いやまぁ悪くはないんだけど、ここが凄い! って特化された部分もないような無難な作りなんですよ。ルビー・ローズのアクション自体も全然悪くはないんだけど上記したキャラクターとしては『ジョン・ウィック2』での唖の暗殺者といったような強烈なキャラ付けがあるわけでもなく平凡な人物造形であった。悪役として出てくるジャン・レノもセガールの悪いところを踏襲したようなワイン飲んで飯食ってお喋りしてるだけという置物感ありありだったし、本作品のここが見どころ! みたいなとこが乏しかったのは事実だと思うんですよね。俺が期待したのは『ドアマン』というタイトルの通りに悪役を望まれざる客に見立てて恭しくも慇懃無礼なアクションでやっつけていく様だったのだが、ぶっちゃけドアマン要素もほとんどなかった。ルビー・ローズがポスターにあるドアマンの制服を着ていたのは作中で5分以下だったのではないだろうか。よくこの内容で『ドアマン』というタイトルにしたな…という驚きと困惑はあったが…。ドアマンという立場を活用するのもルビー・ローズではなく悪役の方だったし…。

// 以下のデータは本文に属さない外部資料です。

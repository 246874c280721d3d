//! Canonical on-chain events: the append-only audit log from which order
//! state and caches are (re)computable.
//!
//! Events are write-once and deduplicated by their natural composite key
//! `(tx_hash, log_index, batch_index)`; multi-item settlements are expanded
//! into one event per item with distinct batch indices.

use alloy::primitives::{Address, B256, U256};
use serde::{Deserialize, Serialize};

use crate::{OrderId, OrderKind, OrderingKey, Side};

/// On-chain position and context shared by every canonical event.
#[derive(Debug, Clone, PartialEq, Eq, Serialize, Deserialize)]
pub struct EventOrigin {
	/// Emitting contract.
	pub address: Address,
	pub tx_hash: B256,
	pub block: u64,
	pub block_hash: B256,
	pub log_index: u64,
	/// 1-based index within a multi-item settlement; 1 for plain events.
	pub batch_index: u64,
	pub timestamp: u64,
}

impl EventOrigin {
	/// Natural dedup key for append-only event tables.
	pub fn event_key(&self) -> (B256, u64, u64) {
		(self.tx_hash, self.log_index, self.batch_index)
	}

	pub fn ordering_key(&self) -> OrderingKey {
		OrderingKey::new(self.block, self.log_index)
	}
}

/// A (partial or full) fill of an order. Never recorded without a resolved
/// native-currency price.
#[derive(Debug, Clone, Serialize, Deserialize)]
pub struct FillEvent {
	pub order_kind: OrderKind,
	pub order_id: OrderId,
	pub order_side: Side,
	pub maker: Address,
	pub taker: Address,
	/// Per-item price converted to the native currency's smallest unit.
	pub price: U256,
	pub currency: Address,
	pub currency_price: U256,
	pub usd_price: Option<U256>,
	pub contract: Address,
	pub token_id: U256,
	pub amount: U256,
	pub order_source: Option<String>,
	pub fill_source: Option<String>,
	pub aggregator_source: Option<String>,
	pub origin: EventOrigin,
}

#[derive(Debug, Clone, Serialize, Deserialize)]
pub struct CancelEvent {
	pub order_kind: OrderKind,
	pub order_id: OrderId,
	pub origin: EventOrigin,
}

/// Invalidation of one specific nonce of a maker.
#[derive(Debug, Clone, Serialize, Deserialize)]
pub struct NonceCancelEvent {
	pub order_kind: OrderKind,
	pub maker: Address,
	pub nonce: U256,
	pub origin: EventOrigin,
}

/// A master-nonce bump: every open order of `maker` with `nonce < min_nonce`
/// is cancelled. Scoped to one side unless `across_all` is set.
#[derive(Debug, Clone, Serialize, Deserialize)]
pub struct BulkCancelEvent {
	pub order_kind: OrderKind,
	pub maker: Address,
	pub min_nonce: U256,
	pub side: Side,
	pub across_all: bool,
	pub origin: EventOrigin,
}

#[derive(Debug, Clone, Serialize, Deserialize)]
pub struct NftApprovalEvent {
	pub owner: Address,
	pub operator: Address,
	pub approved: bool,
	pub origin: EventOrigin,
}

#[derive(Debug, Clone, Copy, PartialEq, Eq, Serialize, Deserialize)]
#[serde(rename_all = "lowercase")]
pub enum ContractKind {
	Erc721,
	Erc1155,
}

#[derive(Debug, Clone, Serialize, Deserialize)]
pub struct NftTransferEvent {
	pub kind: ContractKind,
	pub from: Address,
	pub to: Address,
	pub token_id: U256,
	pub amount: U256,
	pub origin: EventOrigin,
}

#[derive(Debug, Clone, Serialize, Deserialize)]
pub struct FtTransferEvent {
	pub from: Address,
	pub to: Address,
	pub amount: U256,
	pub origin: EventOrigin,
}

/// What caused a reconciliation (and therefore a floor/top-bid change).
#[derive(Debug, Clone, Copy, PartialEq, Eq, Serialize, Deserialize)]
#[serde(rename_all = "kebab-case")]
pub enum TriggerKind {
	NewOrder,
	Sale,
	Cancel,
	Expiry,
	Reprice,
	Revalidation,
	BalanceChange,
	ApprovalChange,
	Bootstrap,
}

impl TriggerKind {
	pub fn as_str(&self) -> &'static str {
		match self {
			TriggerKind::NewOrder => "new-order",
			TriggerKind::Sale => "sale",
			TriggerKind::Cancel => "cancel",
			TriggerKind::Expiry => "expiry",
			TriggerKind::Reprice => "reprice",
			TriggerKind::Revalidation => "revalidation",
			TriggerKind::BalanceChange => "balance-change",
			TriggerKind::ApprovalChange => "approval-change",
			TriggerKind::Bootstrap => "bootstrap",
		}
	}
}

/// Price-change history row, appended only when a token's cached floor ask
/// actually changed.
#[derive(Debug, Clone, Serialize, Deserialize)]
pub struct TokenFloorSellEvent {
	pub kind: TriggerKind,
	pub contract: Address,
	pub token_id: U256,
	/// New floor order; `None` when the token no longer has a fillable ask.
	pub order_id: Option<OrderId>,
	pub maker: Option<Address>,
	pub price: Option<U256>,
	pub previous_price: Option<U256>,
	pub tx_hash: Option<B256>,
	pub tx_timestamp: Option<u64>,
}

その辺は正直がっかり感大きかったし、人があまり死なないのも温いなぁ、と思うのだが格闘シーンはわりと見応えあったりとそれなりに良いところもあるので最初に書いたように可もなく不可もなくといった感じに落ち着いてしまう安牌映画なのだ。ほとんどB級アクション映画と言われる映画に対するイメージそのまんまな作品だと思うのである意味では癒しを感じるほどの安心感はある。なのでその辺を了解してる人が観るには全然アリな映画だとは思いますね。
あ、でもカラヴァッジョとレンブラントの真作が入った金属製の筒でチャンバラするシーンは最高にアホみたいで良かったですよ! あそこですごい笑顔になれたので何だかんだいい映画でした。